00:11Oui, techniquement, oui.
00:13Je me suis réveillé après plusieurs semaines de coma
00:15dans un corps qui n'était plus celui que ma conscience avait quitté
00:19un jour d'été 2014.
00:23C'est la première fois depuis qu'on se rend compte comme ça
00:25que je vous parle de ça.
00:26Est-ce que je lisais cette interview dans La Croix
00:28où vous parliez de cette blessure, de votre visage,
00:31en exprimant le fait que le visage est le reflet de l'intériorité
00:33et le siège de l'identité ?
00:36Vous avez découvert sur votre visage, je vous cite,
00:40que vous deveniez un autre, en partie ?

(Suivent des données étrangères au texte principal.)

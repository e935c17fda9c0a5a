//! Initiator role: the device that scanned the pairing hint. Drives hello, the
//! challenge, the vault push and the pull exchange against one peer.

use tracing::{debug, info, warn};
use uuid::Uuid;

use crate::chunk::{ChunkRequest, OutboundTransfer};
use crate::close::{CloseCause, CloseReason, CODE_GENERIC};
use crate::config::ConnectConfig;
use crate::crypto::{self, CryptoContext, CryptoEngine, PublicKey};
use crate::pending::{Expiry, PendingRequest, PendingTable};
use crate::protocol::{ActionTag, RawMessage};
use crate::requests::{
    negotiate_features, ChallengeRequest, CloseWithError, CloseWithSuccess, ConnectRequest,
    Feature, HelloRequest, HelloResponse, InitTransferRequest, PullRequest, PullRequestAction,
    RequestExpectedResponse, TransferChunk, TransferLastChunk,
};
use crate::session::{Phase, Session, SessionError, SessionEvent};
use crate::vault::{PullHandler, VaultBlob};
use crate::wire;

/// What the pairing hint asks for once the channel is secured.
#[derive(Debug, Clone, Copy, Default, PartialEq, Eq)]
pub enum ConnectMode {
    #[default]
    Push,
    /// Serve the peer's pull request; no vault is pushed.
    Pull,
}

/// Out-of-band pairing data, typically scanned from a QR code.
#[derive(Debug, Clone)]
pub struct PeerHint {
    pub session_id: String,
    pub peer_id: String,
    /// The peer's long-lived pairing key.
    pub peer_public_key: PublicKey,
    pub mode: ConnectMode,
}

/// How this device introduces itself in `hello`.
#[derive(Debug, Clone, PartialEq, Eq)]
pub struct DeviceInfo {
    pub device_id: String,
    pub device_name: String,
    pub device_os: String,
    /// Push-notification token forwarded, encrypted, in `initTransfer`.
    pub fcm_token: String,
    pub supported_features: Vec<Feature>,
}
//! Crypto collaborator: the opaque engine the session drives, and the default
//! X25519 + HKDF-SHA256 + ChaCha20-Poly1305 implementation.

use chacha20poly1305::aead::{Aead, KeyInit, Payload};
use chacha20poly1305::{ChaCha20Poly1305, Nonce};
use hkdf::Hkdf;
use rand::rngs::OsRng;
use rand::RngCore;
use sha2::Sha256;
use x25519_dalek::{PublicKey as X25519PublicKey, StaticSecret};

use crate::integrity;
use crate::wire;

const NONCE_LEN: usize = 12;
const SESSION_KEY_INFO: &[u8] = b"connect-session-v1";
/// Length of the challenge salt.
pub const SALT_LEN: usize = 32;

/// X25519 public key (32 bytes).
#[derive(Debug, Clone, Copy, Eq, PartialEq, Hash)]
pub struct PublicKey([u8; 32]);

impl PublicKey {
    pub fn as_bytes(&self) -> &[u8; 32] {
        &self.0
    }

    pub fn from_bytes(bytes: [u8; 32]) -> Self {
        PublicKey(bytes)
    }

    pub fn to_base64(&self) -> String {
        wire::to_base64(&self.0)
    }

    pub fn from_base64(s: &str) -> Result<Self, CryptoError> {
        let bytes = wire::from_base64(s).map_err(|_| CryptoError::Key)?;
        let arr: [u8; 32] = bytes.try_into().map_err(|_| CryptoError::Key)?;
        Ok(PublicKey(arr))
    }
}

/// X25519 keypair. The initiator uses a fresh one per session; the responder's
/// public key is the pairing key carried in the QR code.
pub struct Keypair {
    secret: StaticSecret,
    public: PublicKey,
}

impl Keypair {
    pub fn generate() -> Self {
        Self::from_secret(StaticSecret::random_from_rng(OsRng))
    }

    pub fn from_secret_bytes(bytes: [u8; 32]) -> Self {
        Self::from_secret(StaticSecret::from(bytes))
    }

    fn from_secret(secret: StaticSecret) -> Self {
        let public = PublicKey(X25519PublicKey::from(&secret).to_bytes());
        Self { secret, public }
    }

    pub fn public_key(&self) -> &PublicKey {
        &self.public
    }

    pub fn secret_bytes(&self) -> [u8; 32] {
        self.secret.to_bytes()
    }

    pub fn shared_secret(&self, other_public: &PublicKey) -> [u8; 32] {
        let other = X25519PublicKey::from(other_public.0);
        self.secret.diffie_hellman(&other).to_bytes()
    }
}

/// Associated data binding a ciphertext to the step that produced it.
#[derive(Debug, Clone, Copy, PartialEq, Eq)]
pub enum CryptoContext {
    Challenge,
    Transfer,
    Pull,
}

impl CryptoContext {
    fn label(self) -> &'static [u8] {
        match self {
            CryptoContext::Challenge => b"connect-challenge",
            CryptoContext::Transfer => b"connect-transfer",
            CryptoContext::Pull => b"connect-pull",
        }
    }
}

/// Cryptographic capability consumed by the session. The protocol never looks
/// inside what it encrypts or decrypts.
pub trait CryptoEngine: Send {
    /// Local public key announced in `challenge`.
    fn ephemeral_public_key(&self) -> PublicKey;

    /// Derive and install the session key from the peer's key and the salt.
    fn agree(&mut self, peer_key: &PublicKey, salt: &[u8]) -> Result<(), CryptoError>;

    fn encrypt(&self, plaintext: &[u8], context: CryptoContext) -> Result<Vec<u8>, CryptoError>;

    fn decrypt(&self, ciphertext: &[u8], context: CryptoContext) -> Result<Vec<u8>, CryptoError>;

    /// Answering side of the challenge: agree on a key, return the salt encrypted under it.
    fn derive_challenge_response(
        &mut self,
        ephemeral_key: &PublicKey,
        salt: &[u8],
    ) -> Result<Vec<u8>, CryptoError> {
        self.agree(ephemeral_key, salt)?;
        self.encrypt(salt, CryptoContext::Challenge)
    }

    fn digest(&self, bytes: &[u8]) -> integrity::Hash {
        integrity::hash_blob(bytes)
    }
}

/// Default engine: ECDH over X25519, HKDF-SHA256 keyed by the challenge salt,
/// ChaCha20-Poly1305 with a random nonce prefixed to every ciphertext.
pub struct PairingCrypto {
    keypair: Keypair,
    session_key: Option<[u8; 32]>,
}

impl PairingCrypto {
    pub fn new(keypair: Keypair) -> Self {
        Self {
            keypair,
            session_key: None,
        }
    }

    /// Fresh ephemeral keypair, as the initiator uses.
    pub fn ephemeral() -> Self {
        Self::new(Keypair::generate())
    }

    fn key(&self) -> Result<&[u8; 32], CryptoError> {
        self.session_key.as_ref().ok_or(CryptoError::NoSessionKey)
    }
}

impl CryptoEngine for PairingCrypto {
    fn ephemeral_public_key(&self) -> PublicKey {
        *self.keypair.public_key()
    }

    fn agree(&mut self, peer_key: &PublicKey, salt: &[u8]) -> Result<(), CryptoError> {
        let shared = self.keypair.shared_secret(peer_key);
        self.session_key = Some(derive_session_key(&shared, salt)?);
        Ok(())
    }

    fn encrypt(&self, plaintext: &[u8], context: CryptoContext) -> Result<Vec<u8>, CryptoError> {
        encrypt_wire(self.key()?, plaintext, context.label())
    }

    fn decrypt(&self, ciphertext: &[u8], context: CryptoContext) -> Result<Vec<u8>, CryptoError> {
        decrypt_wire(self.key()?, ciphertext, context.label())
    }
}

/// Random challenge salt.
pub fn generate_salt() -> Vec<u8> {
    let mut salt = vec![0u8; SALT_LEN];
    OsRng.fill_bytes(&mut salt);
    salt
}

/// HKDF-SHA256 over the ECDH secret, salted with the challenge salt.
pub fn derive_session_key(shared_secret: &[u8; 32], salt: &[u8]) -> Result<[u8; 32], CryptoError> {
    let hkdf = Hkdf::<Sha256>::new(Some(salt), shared_secret);
    let mut key = [0u8; 32];
    hkdf.expand(SESSION_KEY_INFO, &mut key)
        .map_err(|_| CryptoError::Key)?;
    Ok(key)
}

/// ChaCha20-Poly1305; output is `nonce || ciphertext`.
pub fn encrypt_wire(key: &[u8; 32], plaintext: &[u8], aad: &[u8]) -> Result<Vec<u8>, CryptoError> {
    let cipher = ChaCha20Poly1305::new_from_slice(key).map_err(|_| CryptoError::Key)?;
    let mut nonce_bytes = [0u8; NONCE_LEN];
    OsRng.fill_bytes(&mut nonce_bytes);
    let ciphertext = cipher
        .encrypt(
            Nonce::from_slice(&nonce_bytes),
            Payload {
                msg: plaintext,
                aad,
            },
        )
        .map_err(|_| CryptoError::Encrypt)?;
    let mut out = Vec::with_capacity(NONCE_LEN + ciphertext.len());
    out.extend_from_slice(&nonce_bytes);
    out.extend_from_slice(&ciphertext);
    Ok(out)
}

pub fn decrypt_wire(key: &[u8; 32], sealed: &[u8], aad: &[u8]) -> Result<Vec<u8>, CryptoError> {
    if sealed.len() < NONCE_LEN {
        return Err(CryptoError::Decrypt);
    }
    let (nonce_bytes, ciphertext) = sealed.split_at(NONCE_LEN);
    let cipher = ChaCha20Poly1305::new_from_slice(key).map_err(|_| CryptoError::Key)?;
    cipher
        .decrypt(
            Nonce::from_slice(nonce_bytes),
            Payload {
                msg: ciphertext,
                aad,
            },
        )
        .map_err(|_| CryptoError::Decrypt)
}

#[derive(Debug, thiserror::Error)]
pub enum CryptoError {
    #[error("invalid key")]
    Key,
    #[error("no session key agreed yet")]
    NoSessionKey,
    #[error("encryption failed")]
    Encrypt,
    #[error("decryption failed")]
    Decrypt,
}

#[cfg(test)]
mod tests {
    use super::*;

    fn agreed_pair() -> (PairingCrypto, PairingCrypto, Vec<u8>) {
        let pairing = Keypair::generate();
        let pairing_pub = *pairing.public_key();
        let mut initiator = PairingCrypto::ephemeral();
        let mut responder = PairingCrypto::new(pairing);
        let salt = generate_salt();
        initiator.agree(&pairing_pub, &salt).unwrap();
        let echo = responder
            .derive_challenge_response(&initiator.ephemeral_public_key(), &salt)
            .unwrap();
        assert_eq!(
            initiator.decrypt(&echo, CryptoContext::Challenge).unwrap(),
            salt
        );
        (initiator, responder, salt)
    }

    #[test]
    fn key_exchange_symmetric() {
        let a = Keypair::generate();
        let b = Keypair::generate();
        assert_eq!(
            a.shared_secret(b.public_key()),
            b.shared_secret(a.public_key())
        );
    }

    #[test]
    fn challenge_echo_roundtrip() {
        let (initiator, responder, _) = agreed_pair();
        let sealed = responder
            .encrypt(b"vault digest", CryptoContext::Transfer)
            .unwrap();
        assert_eq!(
            initiator.decrypt(&sealed, CryptoContext::Transfer).unwrap(),
            b"vault digest"
        );
    }

    #[test]
    fn context_is_bound() {
        let (initiator, responder, _) = agreed_pair();
        let sealed = responder.encrypt(b"x", CryptoContext::Pull).unwrap();
        assert!(initiator.decrypt(&sealed, CryptoContext::Transfer).is_err());
    }

    #[test]
    fn different_salt_breaks_agreement() {
        let pairing = Keypair::generate();
        let pairing_pub = *pairing.public_key();
        let mut initiator = PairingCrypto::ephemeral();
        let mut responder = PairingCrypto::new(pairing);
        initiator.agree(&pairing_pub, &generate_salt()).unwrap();
        let echo = responder
            .derive_challenge_response(&initiator.ephemeral_public_key(), &generate_salt())
            .unwrap();
        assert!(initiator.decrypt(&echo, CryptoContext::Challenge).is_err());
    }

    #[test]
    fn encrypt_requires_agreement() {
        let engine = PairingCrypto::ephemeral();
        assert!(matches!(
            engine.encrypt(b"x", CryptoContext::Transfer),
            Err(CryptoError::NoSessionKey)
        ));
    }

    #[test]
    fn truncated_ciphertext_fails() {
        let key = [9u8; 32];
        assert!(matches!(
            decrypt_wire(&key, &[0u8; 5], b""),
            Err(CryptoError::Decrypt)
        ));
    }

    #[test]
    fn public_key_base64_roundtrip() {
        let kp = Keypair::generate();
        let encoded = kp.public_key().to_base64();
        assert_eq!(PublicKey::from_base64(&encoded).unwrap(), *kp.public_key());
        assert!(PublicKey::from_base64("c2hvcnQ=").is_err());
    }

    #[test]
    fn keypair_from_secret_bytes_is_stable() {
        let kp = Keypair::generate();
        let again = Keypair::from_secret_bytes(kp.secret_bytes());
        assert_eq!(again.public_key(), kp.public_key());
    }
}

00:43Oui, c'est horrible de se réveiller un jour avec une disgrâce de visage
00:47et d'apercevoir que vous allez côtoyer toujours un monstre qui est vous-même.
00:52Voilà, je deviens cubiste, vous vous êtes réveillé avec la gueule de Picasso.
00:55Alors, je ne dis pas, heureusement, je n'étais pas endormi avec celle d'Apollon,
00:59mais je me suis quand même réveillé avec celle de Picasso.
01:02Alors, c'est difficile, il faut faire avec.
01:04Et j'ai trouvé quand même un remède à tous ces malheurs,
01:10c'est de me jeter ensuite à corps perdu dans la contemplation très simple
01:14de la beauté, par la marche, par l'alpinisme, par l'escalade, par le bivouac,
01:21par toutes sortes d'aventures.
01:26Je me suis jeté à corps perdu dans l'action.
01:28Ça ne vous a pas arrêté ?
01:28C'était un choc intérieur, et au contraire, ça a décuplé peut-être même quelque chose ?
01:32Bien sûr, ça m'a incité à continuer encore le plus possible ce que je pouvais vivre, bien entendu.
01:39Et j'y ai ajouté l'oubli.
01:42Il y a un moment où tous les malheurs qui vous incombent,
01:45il faut à un moment les chasser, les oublier,
01:48parce que si on n'oublie pas, on clapote.
01:50Et si on clapote, on s'amertume, et si on s'amertume, on devient une méduse.
01:54C'est affreux.
01:54Alors c'est pour ça que le malade a tout intérêt à un moment
01:57à ne pas constituer son identité propre par son malheur.
02:02Et c'est pour ça que j'ai recommencé à courir les falaises, les forêts.